There follows a guest post from Steve Sieff, creator of GreenBandRedBand.com.
In June 2020 I launched GreenBandRedBand.com. It is a type of what came to be called focused protection. My system proposed a way of people communicating to others if they wanted to be protected from coronavirus or if they were content to run the risk of contracting the virus. Those who were prepared to take the risk would show others how they felt by wearing a green wrist band or some other garment to communicate their position. Those who wanted to be protected but didn’t want to shield at home would wear a red equivalent. Around those requiring protection it was envisaged that all of us would respectfully adopt the measures that were being recommended to help stop the spread of the virus. Although that would still have been disruptive and unwelcome, it would have been far more palatable than being obliged to take measures around those who did not require them, and infinitely more so than laws which criminalised social interaction. So the system seemed to me to strike the right balance between retaining our personal freedoms and respecting the rights and wishes of others.
I’ll take this opportunity to express my thanks to the large numbers of Lockdown Sceptics readers who contacted me to express their support or who purchased bands and to the editorial team for featuring the site on a number of occasions.

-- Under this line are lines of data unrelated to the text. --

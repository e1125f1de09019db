use anyhow::Context;
use std::env;

#[derive(Debug)]
pub struct Config {
    pub database_url: String,
    /// Base URL of the Compass API, no trailing slash.
    pub compass_api_url: String,
    pub compass_api_key: String,
    pub compass_api_secret: String,
    pub compass_company_id: String,
    /// Shared secret presented by the external scheduler on /gps/batch.
    pub cron_secret: String,
    pub map_api_key: Option<String>,
    pub sentry_url: Option<String>,
}

impl Config {
    pub fn new() -> anyhow::Result<Config> {
        _ = dotenvy::dotenv();

        Ok(Config {
            database_url: env::var("DATABASE_URL").context("DATABASE_URL is required.")?,
            compass_api_url: env::var("COMPASS_API_URL")
                .context("COMPASS_API_URL is required.")?
                .trim_end_matches('/')
                .to_string(),
            compass_api_key: env::var("COMPASS_API_KEY").context("COMPASS_API_KEY is required.")?,
            compass_api_secret: env::var("COMPASS_API_SECRET")
                .context("COMPASS_API_SECRET is required.")?,
            compass_company_id: env::var("COMPASS_COMPANY_ID")
                .context("COMPASS_COMPANY_ID is required.")?,
            cron_secret: env::var("CRON_SECRET").context("CRON_SECRET is required.")?,
            map_api_key: env::var("MAP_API_KEY").ok(),
            sentry_url: env::var("SENTRY_URL").ok(),
        })
    }
}
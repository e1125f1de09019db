use crate::State;
use crate::error::ApiError;
use crate::handlers::CronAuth;
use axum::{Extension, Json};
use serde_json::{Value, json};
use tracing::info;

const TAG: &str = "cache";

#[utoipa::path(
    post,
    path = "/cache/sweep",
    responses(
        (status = 200, description = "Expired cache entries deleted"),
        (status = 401, description = "Missing or invalid cron secret"),
        (status = 500, description = "Sweep failed"),
    ),
    security(
        ("cron_secret" = [])
    ),
    tag = TAG
)]
pub async fn sweep(
    _auth: CronAuth,
    Extension(state): Extension<State>,
) -> Result<Json<Value>, ApiError> {
    let deleted = state.cache.sweep().await?;
    info!(deleted, "cache sweep complete");
    Ok(Json(json!({ "deleted": deleted })))
}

A year down the line LS highlighted a Guardian article reporting on a ‘variant’ of my system being used in some places in the U.S., and other readers may recall Freddie Sayers in UnHerd discussing something similar. You might assume that I would welcome news that a similar system is getting some mainstream attention at last.

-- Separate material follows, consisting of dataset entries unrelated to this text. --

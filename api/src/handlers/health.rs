use crate::State;
use axum::http::StatusCode;
use axum::response::IntoResponse;
use axum::{Extension, Json};
use serde_json::json;
use tracing::error;

pub async fn check(Extension(state): Extension<State>) -> impl IntoResponse {
    match sqlx::query("SELECT 1").execute(&state.pg_pool).await {
        Ok(_) => (
            StatusCode::OK,
            Json(json!({
                "status": "ok",
                "database": "ok",
                "timestamp": chrono::Utc::now(),
            })),
        ),
        Err(err) => {
            error!("health check could not reach the database: {err}");
            (
                StatusCode::SERVICE_UNAVAILABLE,
                Json(json!({
                    "status": "degraded",
                    "database": "unreachable",
                    "timestamp": chrono::Utc::now(),
                })),
            )
        }
    }
}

But times have moved on and in June 2021 I have slightly mixed feelings about it. On the one hand it is great to see that people are realising that they can manage themselves by communicating with each other rather than needing the Government to micromanage their lives. That should have happened from the outset. On the other hand, in places where the vaccines are available to the vulnerable, there is a strong argument that the time for this system is coming to an end because everyone should be ‘green’.
I proposed the system as an alternative to lockdown and restrictions and to recognise that people would rebound from the fear messaging at different rates. It was designed to be sustainable while large numbers of vulnerable people remained. But it was not envisaged to be permanent. As the numbers of vulnerable reduce, so does the need for specific measures to cater for that vulnerability. There comes a point where the position has moved to the extent that it is no longer kind or helpful to continue to indulge fear. Indeed by continuing to do so one risks perpetuating fear unnecessarily.

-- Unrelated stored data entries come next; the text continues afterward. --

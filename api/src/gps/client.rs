use crate::cache::ApiCache;
use crate::config::Config;
use crate::gps::limiter::FixedWindowLimiter;
use crate::gps::provider::Provider;
use chrono::{DateTime, Utc};
use models::gps::GpsFix;
use reqwest::StatusCode;
use reqwest::header::HeaderMap;
use serde::{Deserialize, Serialize};
use serde_json::{Value, json};
use std::collections::HashMap;
use std::time::Duration;
use tracing::{debug, warn};

const REQUEST_TIMEOUT: Duration = Duration::from_secs(10);
const MAX_ATTEMPTS: u32 = 3;
const DEFAULT_RETRY_AFTER_SECS: u64 = 60;

const TOKEN_CACHE_KEY: &str = "compass:token";
const MODEMS_CACHE_KEY: &str = "compass:modems";

pub const RATE_LIMIT_WINDOW: Duration = Duration::from_secs(60);
pub const RATE_LIMIT_CAP: u32 = 30;

#[derive(Debug, thiserror::Error)]
pub enum GpsError {
    #[error("rate limited, retry after {retry_after_secs}s")]
    RateLimited { retry_after_secs: u64 },
    #[error("upstream returned status {status}")]
    Upstream { status: u16 },
    #[error("upstream request failed: {0}")]
    Http(#[from] reqwest::Error),
}

/// One entry of the Compass service catalog: a modem and the network
/// provider it belongs to. The provider is kept as the raw catalog string;
/// resolution to a [`Provider`] happens at fetch time.
#[derive(Debug, Clone, Serialize, Deserialize)]
pub struct ModemListing {
    pub id: String,
    pub provider: String,
}

#[derive(Debug, Deserialize)]
struct AuthResponse {
    access_token: String,
}

/// Authenticated client for the Compass API. Owns the outbound rate limiter:
/// every GPS request, including retries, counts against the fixed window and
/// a local rejection never reaches the network.
#[derive(Debug)]
pub struct CompassClient {
    http: reqwest::Client,
    base_url: String,
    api_key: String,
    api_secret: String,
    company_id: String,
    limiter: FixedWindowLimiter,
}

impl CompassClient {
    pub fn new(
        base_url: String,
        api_key: String,
        api_secret: String,
        company_id: String,
        limiter: FixedWindowLimiter,
    ) -> anyhow::Result<Self> {
        let http = reqwest::Client::builder().timeout(REQUEST_TIMEOUT).build()?;
        Ok(CompassClient {
            http,
            base_url,
            api_key,
            api_secret,
            company_id,
            limiter,
        })
    }

    pub fn from_config(config: &Config) -> anyhow::Result<Self> {
        CompassClient::new(
            config.compass_api_url.clone(),
            config.compass_api_key.clone(),
            config.compass_api_secret.clone(),
            config.compass_company_id.clone(),
            FixedWindowLimiter::new(RATE_LIMIT_WINDOW, RATE_LIMIT_CAP),
        )
    }

    /// Exchanges the configured credentials for a bearer token.
    pub async fn authenticate(&self) -> Result<String, GpsError> {
        let response = self
            .http
            .post(format!("{}/auth", self.base_url))
            .json(&json!({ "key": self.api_key, "secret": self.api_secret }))
            .send()
            .await?;

        let status = response.status();
        if !status.is_success() {
            return Err(GpsError::Upstream {
                status: status.as_u16(),
            });
        }

        let auth: AuthResponse = response.json().await?;
        Ok(auth.access_token)
    }

    /// Full modem roster (id + provider) from the company's service catalog.
    pub async fn list_modems(&self, token: &str) -> Result<Vec<ModemListing>, GpsError> {
        let response = self
            .http
            .get(format!(
                "{}/companies/{}/services",
                self.base_url, self.company_id
            ))
            .bearer_auth(token)
            .send()
            .await?;

        let status = response.status();
        if !status.is_success() {
            return Err(GpsError::Upstream {
                status: status.as_u16(),
            });
        }

        Ok(response.json().await?)
    }

    /// Fetches current fixes for a batch of modem ids on one provider.
    ///
    /// HTTP 429 responses are retried with the server-provided backoff
    /// (`Retry-After`, default 60s) up to three attempts; any other non-2xx
    /// or network failure propagates without retry. Entries the upstream
    /// returns in an unexpected shape are skipped, not an error.
    pub async fn fetch_gps(
        &self,
        provider: Provider,
        ids: &[String],
        token: &str,
    ) -> Result<HashMap<String, Vec<GpsFix>>, GpsError> {
        let url = format!("{}{}", self.base_url, provider.endpoint_path());

        let mut attempt = 0;
        loop {
            attempt += 1;

            if !self.limiter.try_acquire() {
                warn!(
                    provider = provider.as_str(),
                    "local rate limit reached, skipping gps request"
                );
                return Err(GpsError::RateLimited {
                    retry_after_secs: DEFAULT_RETRY_AFTER_SECS,
                });
            }

            let response = self
                .http
                .post(&url)
                .bearer_auth(token)
                .json(&json!({ "ids": ids }))
                .send()
                .await?;

            let status = response.status();
            if status == StatusCode::TOO_MANY_REQUESTS {
                let retry_after_secs = retry_after_secs(response.headers());
                if attempt >= MAX_ATTEMPTS {
                    return Err(GpsError::RateLimited { retry_after_secs });
                }
                warn!(
                    provider = provider.as_str(),
                    attempt, retry_after_secs, "gps endpoint rate limited, backing off"
                );
                tokio::time::sleep(Duration::from_secs(retry_after_secs)).await;
                continue;
            }
            if !status.is_success() {
                return Err(GpsError::Upstream {
                    status: status.as_u16(),
                });
            }

            let raw: HashMap<String, Vec<Value>> = response.json().await?;
            debug!(
                provider = provider.as_str(),
                modems = raw.len(),
                "gps payload received"
            );
            return Ok(raw
                .into_iter()
                .map(|(id, entries)| (id, entries.iter().filter_map(parse_fix).collect()))
                .collect());
        }
    }
}

/// Bearer token for Compass calls, cached between requests. A cache miss
/// (expiry, cold start, storage failure) re-authenticates.
pub async fn cached_token(client: &CompassClient, cache: &ApiCache) -> Result<String, GpsError> {
    if let Some(value) = cache.get(TOKEN_CACHE_KEY).await {
        if let Some(token) = value.as_str() {
            return Ok(token.to_string());
        }
    }
    let token = client.authenticate().await?;
    cache.set(TOKEN_CACHE_KEY, json!(token)).await;
    Ok(token)
}

/// Modem roster, cached between batch runs.
pub async fn cached_roster(
    client: &CompassClient,
    cache: &ApiCache,
) -> Result<Vec<ModemListing>, GpsError> {
    if let Some(value) = cache.get(MODEMS_CACHE_KEY).await {
        if let Ok(roster) = serde_json::from_value::<Vec<ModemListing>>(value) {
            return Ok(roster);
        }
    }
    let token = cached_token(client, cache).await?;
    let roster = client.list_modems(&token).await?;
    if let Ok(value) = serde_json::to_value(&roster) {
        cache.set(MODEMS_CACHE_KEY, value).await;
    }
    Ok(roster)
}

fn retry_after_secs(headers: &HeaderMap) -> u64 {
    headers
        .get(reqwest::header::RETRY_AFTER)
        .and_then(|value| value.to_str().ok())
        .and_then(|value| value.trim().parse().ok())
        .unwrap_or(DEFAULT_RETRY_AFTER_SECS)
}

/// Lenient fix parser: Compass sends lat/lon as numeric strings, but bare
/// numbers show up too. Anything without a parsable timestamp, lat and lon
/// is dropped.
fn parse_fix(entry: &Value) -> Option<GpsFix> {
    let timestamp = parse_timestamp(entry.get("timestamp")?)?;
    let lat = parse_coordinate(entry.get("lat")?)?;
    let lon = parse_coordinate(entry.get("lon")?)?;
    Some(GpsFix { timestamp, lat, lon })
}

fn parse_timestamp(value: &Value) -> Option<DateTime<Utc>> {
    if let Some(text) = value.as_str() {
        return DateTime::parse_from_rfc3339(text)
            .ok()
            .map(|ts| ts.with_timezone(&Utc));
    }
    DateTime::from_timestamp(value.as_i64()?, 0)
}

fn parse_coordinate(value: &Value) -> Option<f64> {
    match value {
        Value::String(text) => text.trim().parse().ok(),
        Value::Number(number) => number.as_f64(),
        _ => None,
    }
}

#[cfg(test)]
mod tests {
    use super::*;
    use assert_matches::assert_matches;
    use wiremock::matchers::{body_json, header, method, path};
    use wiremock::{Mock, MockServer, ResponseTemplate};

    fn client(base_url: &str, cap: u32) -> CompassClient {
        CompassClient::new(
            base_url.to_string(),
            "key".to_string(),
            "secret".to_string(),
            "acme".to_string(),
            FixedWindowLimiter::new(Duration::from_secs(60), cap),
        )
        .unwrap()
    }

    fn fix_payload() -> Value {
        json!({
            "modem-1": [
                { "timestamp": "2026-08-01T10:00:00Z", "lat": "55.6761", "lon": "12.5683" },
            ],
        })
    }

    #[tokio::test]
    async fn fetch_gps_posts_ids_with_bearer_token() {
        let server = MockServer::start().await;
        Mock::given(method("POST"))
            .and(path("/starlinkgps"))
            .and(header("authorization", "Bearer tok"))
            .and(body_json(json!({ "ids": ["modem-1"] })))
            .respond_with(ResponseTemplate::new(200).set_body_json(fix_payload()))
            .expect(1)
            .mount(&server)
            .await;

        let client = client(&server.uri(), 30);
        let fixes = client
            .fetch_gps(Provider::Starlink, &["modem-1".to_string()], "tok")
            .await
            .unwrap();

        assert_eq!(fixes["modem-1"].len(), 1);
        assert_eq!(fixes["modem-1"][0].lat, 55.6761);
        assert_eq!(fixes["modem-1"][0].lon, 12.5683);
    }

    #[tokio::test]
    async fn retries_once_with_server_provided_backoff() {
        let server = MockServer::start().await;
        Mock::given(method("POST"))
            .and(path("/idirectgps"))
            .respond_with(ResponseTemplate::new(429).insert_header("retry-after", "1"))
            .up_to_n_times(1)
            .expect(1)
            .mount(&server)
            .await;
        Mock::given(method("POST"))
            .and(path("/idirectgps"))
            .respond_with(ResponseTemplate::new(200).set_body_json(fix_payload()))
            .expect(1)
            .mount(&server)
            .await;

        let client = client(&server.uri(), 30);
        let started = std::time::Instant::now();
        let fixes = client
            .fetch_gps(Provider::Idirect, &["modem-1".to_string()], "tok")
            .await
            .unwrap();

        assert!(started.elapsed() >= Duration::from_secs(1));
        assert_eq!(fixes["modem-1"].len(), 1);
    }

    #[tokio::test]
    async fn surfaces_rate_limit_after_retry_ceiling() {
        let server = MockServer::start().await;
        Mock::given(method("POST"))
            .and(path("/starlinkgps"))
            .respond_with(ResponseTemplate::new(429).insert_header("retry-after", "0"))
            .expect(3)
            .mount(&server)
            .await;

        let client = client(&server.uri(), 30);
        let err = client
            .fetch_gps(Provider::Starlink, &["modem-1".to_string()], "tok")
            .await
            .unwrap_err();

        assert_matches!(
            err,
            GpsError::RateLimited {
                retry_after_secs: 0
            }
        );
    }

    #[tokio::test]
    async fn local_rate_limit_rejects_before_the_network() {
        let server = MockServer::start().await;
        Mock::given(method("POST"))
            .respond_with(ResponseTemplate::new(200).set_body_json(fix_payload()))
            .expect(0)
            .mount(&server)
            .await;

        let client = client(&server.uri(), 0);
        let err = client
            .fetch_gps(Provider::Starlink, &["modem-1".to_string()], "tok")
            .await
            .unwrap_err();

        assert_matches!(err, GpsError::RateLimited { .. });
    }

    #[tokio::test]
    async fn non_429_failures_are_not_retried() {
        let server = MockServer::start().await;
        Mock::given(method("POST"))
            .and(path("/newtecgps"))
            .respond_with(ResponseTemplate::new(502))
            .expect(1)
            .mount(&server)
            .await;

        let client = client(&server.uri(), 30);
        let err = client
            .fetch_gps(Provider::Newtec, &["modem-1".to_string()], "tok")
            .await
            .unwrap_err();

        assert_matches!(err, GpsError::Upstream { status: 502 });
    }

    #[tokio::test]
    async fn malformed_entries_are_skipped_not_fatal() {
        let server = MockServer::start().await;
        let payload = json!({
            "modem-1": [
                { "timestamp": "2026-08-01T10:00:00Z", "lat": "55.0", "lon": "12.0" },
                { "timestamp": "2026-08-01T11:00:00Z", "lat": "55.1" },
                { "timestamp": "not-a-date", "lat": "55.2", "lon": "12.2" },
                { "timestamp": "2026-08-01T12:00:00Z", "lat": 55.3, "lon": 12.3 },
            ],
        });
        Mock::given(method("POST"))
            .respond_with(ResponseTemplate::new(200).set_body_json(payload))
            .mount(&server)
            .await;

        let client = client(&server.uri(), 30);
        let fixes = client
            .fetch_gps(Provider::Starlink, &["modem-1".to_string()], "tok")
            .await
            .unwrap();

        let parsed = &fixes["modem-1"];
        assert_eq!(parsed.len(), 2);
        assert_eq!(parsed[1].lat, 55.3);
    }

    #[tokio::test]
    async fn authenticate_returns_the_access_token() {
        let server = MockServer::start().await;
        Mock::given(method("POST"))
            .and(path("/auth"))
            .and(body_json(json!({ "key": "key", "secret": "secret" })))
            .respond_with(
                ResponseTemplate::new(200).set_body_json(json!({ "access_token": "tok-123" })),
            )
            .mount(&server)
            .await;

        let client = client(&server.uri(), 30);
        assert_eq!(client.authenticate().await.unwrap(), "tok-123");
    }

    #[tokio::test]
    async fn list_modems_hits_the_company_catalog() {
        let server = MockServer::start().await;
        Mock::given(method("GET"))
            .and(path("/companies/acme/services"))
            .and(header("authorization", "Bearer tok"))
            .respond_with(ResponseTemplate::new(200).set_body_json(json!([
                { "id": "modem-1", "provider": "starlink" },
                { "id": "modem-2", "provider": "sonar" },
            ])))
            .mount(&server)
            .await;

        let client = client(&server.uri(), 30);
        let roster = client.list_modems("tok").await.unwrap();
        assert_eq!(roster.len(), 2);
        assert_eq!(roster[1].provider, "sonar");
    }

    #[test]
    fn epoch_timestamps_are_accepted() {
        let fix = parse_fix(&json!({ "timestamp": 1754042400, "lat": "1.0", "lon": "2.0" }));
        assert!(fix.is_some());
    }
}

When GreenBandRedBand.com was conceived, vaccines seemed a long way off. But a year later they are a reality and the rollout in some parts of the world has been rapid. It may be that we manage to improve their efficacy or that we develop more treatments for people who do contract the virus but essentially the vaccines are our best effort. People who are worried about being vulnerable – or who are actually vulnerable – aren’t going to get a better offer than vaccination. So if you aren’t ready to stop asking for protection after vaccination is available to you then it starts to look like you will never be able to be comfortable with normal social interaction. Or in the terms of my system, you absolutely don’t have to be vaccinated to choose green, but if you were red before and being vaccinated isn’t enough to make you choose green, then what will?
I understand that there will always be a significant number of vulnerable people who remain vulnerable – either because they can’t be vaccinated or because the vaccines are not fully effective. The argument from that is that everyone else should continue with protective steps until we have more effective vaccines, or better treatments, or more vaccines taken by other people to achieve a prevalence as close to zero as we can get. On a personal level I am happy to moderate my behaviour around those who remain vulnerable if it makes them safer. I am happy to show them that respect. But after we all fundamentally altered the way we live for more than a year in the interests of protecting the vulnerable, and as those numbers decline, I don’t think that protecting the minority should continue to dominate how the majority conduct their lives.
In a sense this is where the anti-lockdown and anti-woke aspects of LS come together. I think of it as the contrast between levelling up and levelling down. The first is positive, the second not. Levelling up means giving as many people as possible the opportunity to participate fully in society. Sometimes that can be done easily but at other times it means taking steps which are expensive or inconvenient and which benefit relatively few. The desire to do that may be a sign of a compassionate and caring society. But we must be very wary of turning that positive impulse to ‘level up’ into an attitude where we become so fearful of inequality that we prevent people from doing things that they are able to do simply because others cannot. Or where our efforts to provide a small benefit are outweighed by the large harms those efforts produce.
Much of the world is still grappling with lockdowns and with securing and distributing supplies of vaccine. GreenBandRedBand.com remains available for those who still need to find a way to protect their vulnerable without crippling their society. For the more fortunate parts of the world – those where vaccines and treatments are available – it should be time to move on.